Nous publions ci-dessous une synthèse de la quatrième question, et la réponse de Benoît XVI.

Question 4

La quatrième question a été posée par Don Giampiero Ialongo, qui exerce son ministère dans la périphérie de Rome où les conséquences de la crise sont particulièrement dramatiques. Aux côtés de la « Caritas », la paroisse tente de venir en aide aux personnes en difficulté mais selon le P. Ialongo il s’agit d’un véritable état d’urgence. Don Giampiero a expliqué que l’Eglise apporte certes une aide concrète mais elle n’apporte pas de solution. Il s’est interrogé sur les raisons de cette crise généralisée…

Benoît XVI – Je tiens avant tout à remercier le cardinal vicaire pour ses paroles pleines de confiance : Rome peut donner davantage de candidats pour la moisson du Seigneur. Nous devons surtout prier le Seigneur de la moisson, mais nous aussi avons notre rôle à jouer pour encourager les jeunes à dire oui au Seigneur. Et, naturellement, les jeunes prêtres précisément sont appelés à montrer à la jeunesse d’aujourd’hui que c’est bien de travailler pour le Seigneur.

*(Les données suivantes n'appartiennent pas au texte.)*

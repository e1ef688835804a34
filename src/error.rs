//! Error kinds for the scrape pipeline

use thiserror::Error;

pub type Result<T> = std::result::Result<T, ScrapeError>;

#[derive(Error, Debug)]
pub enum ScrapeError {
    /// The target page could not be loaded. Fatal for that URL only.
    #[error("Navigation to {url} failed: {reason}")]
    Navigation { url: String, reason: String },

    /// Browser launch or DevTools protocol failure
    #[error("Browser error: {0}")]
    Browser(String),

    /// No consent control could be activated. Logged, never propagated out of the pipeline.
    #[error("Consent dismiss failed: {0}")]
    ConsentDismiss(String),

    /// Network or API failure talking to the language model
    #[error("External model error: {0}")]
    ExternalModel(String),

    /// Model reply not in the expected JSON shape
    #[error("Parse error: {0}")]
    Parse(String),

    #[error("I/O error: {0}")]
    Io(#[from] std::io::Error),

    #[error("JSON error: {0}")]
    Json(#[from] serde_json::Error),

    #[error("Spreadsheet error: {0}")]
    Spreadsheet(#[from] rust_xlsxwriter::XlsxError),

    #[error("Configuration error: {0}")]
    Config(String),

    #[error("Invalid request: {0}")]
    InvalidRequest(String),
}

impl ScrapeError {
    pub fn navigation(url: &str, reason: impl std::fmt::Display) -> Self {
        ScrapeError::Navigation {
            url: url.to_string(),
            reason: reason.to_string(),
        }
    }

    pub fn browser(reason: impl std::fmt::Display) -> Self {
        ScrapeError::Browser(reason.to_string())
    }

    pub fn model(reason: impl std::fmt::Display) -> Self {
        ScrapeError::ExternalModel(reason.to_string())
    }

    pub fn config<S: Into<String>>(msg: S) -> Self {
        ScrapeError::Config(msg.into())
    }
}

impl From<reqwest::Error> for ScrapeError {
    fn from(err: reqwest::Error) -> Self {
        ScrapeError::ExternalModel(err.to_string())
    }
}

En ce sens, nous sommes remplis d’espérance. Prions le Seigneur et faisons ce que nous avons à faire

J’en viens à présent à cette question qui touche le point sensible des problèmes de notre temps. Je distinguerais deux niveaux. Le premier est le niveau de la macroéconomie, qui ensuite se réalise, jusqu’au dernier citoyen, lequel subit les conséquences de l’échec d’un système. Naturellement, l’Eglise a le devoir de le dénoncer. Comme vous le savez, depuis longtemps nous préparons une Encyclique sur ces thèmes. Dans ce long chemin, je m’aperçois à quel point il est difficile de parler avec compétence d’une certaine réalité économique, parce que si on ne l’affronte pas avec compétence, on ne peut pas être crédible. Et, d’autre part, cela nécessite aussi une grande conscience éthique, disons créée et réveillée par une conscience formée par l’évangile. L’Eglise a donc le devoir de dénoncer ces erreurs fondamentales, que révèle aujourd’hui l’effondrement des grandes banques américaines, des erreurs de fond : en fin de compte, l’avarice de l’homme comme péché ou, comme le dit l’Epître aux Colossiens, l’avarice comme idolâtrie. Nous devons dénoncer cette idolâtrie, qui va contre le vrai Dieu, et constitue une contrefaçon de l’image de Dieu à travers un autre dieu, Mammon. Nous devons le faire avec courage, mais aussi concrètement. Parce que les grandes idées morales sont inutiles si elles ne s’appuient pas sur la connaissance de la réalité, qui aide aussi à comprendre ce que l’on peut faire concrètement pour changer petit à petit la situation. Et, naturellement, pour y parvenir, la connaissance de cette vérité et la bonne volonté de tous sont nécessaires.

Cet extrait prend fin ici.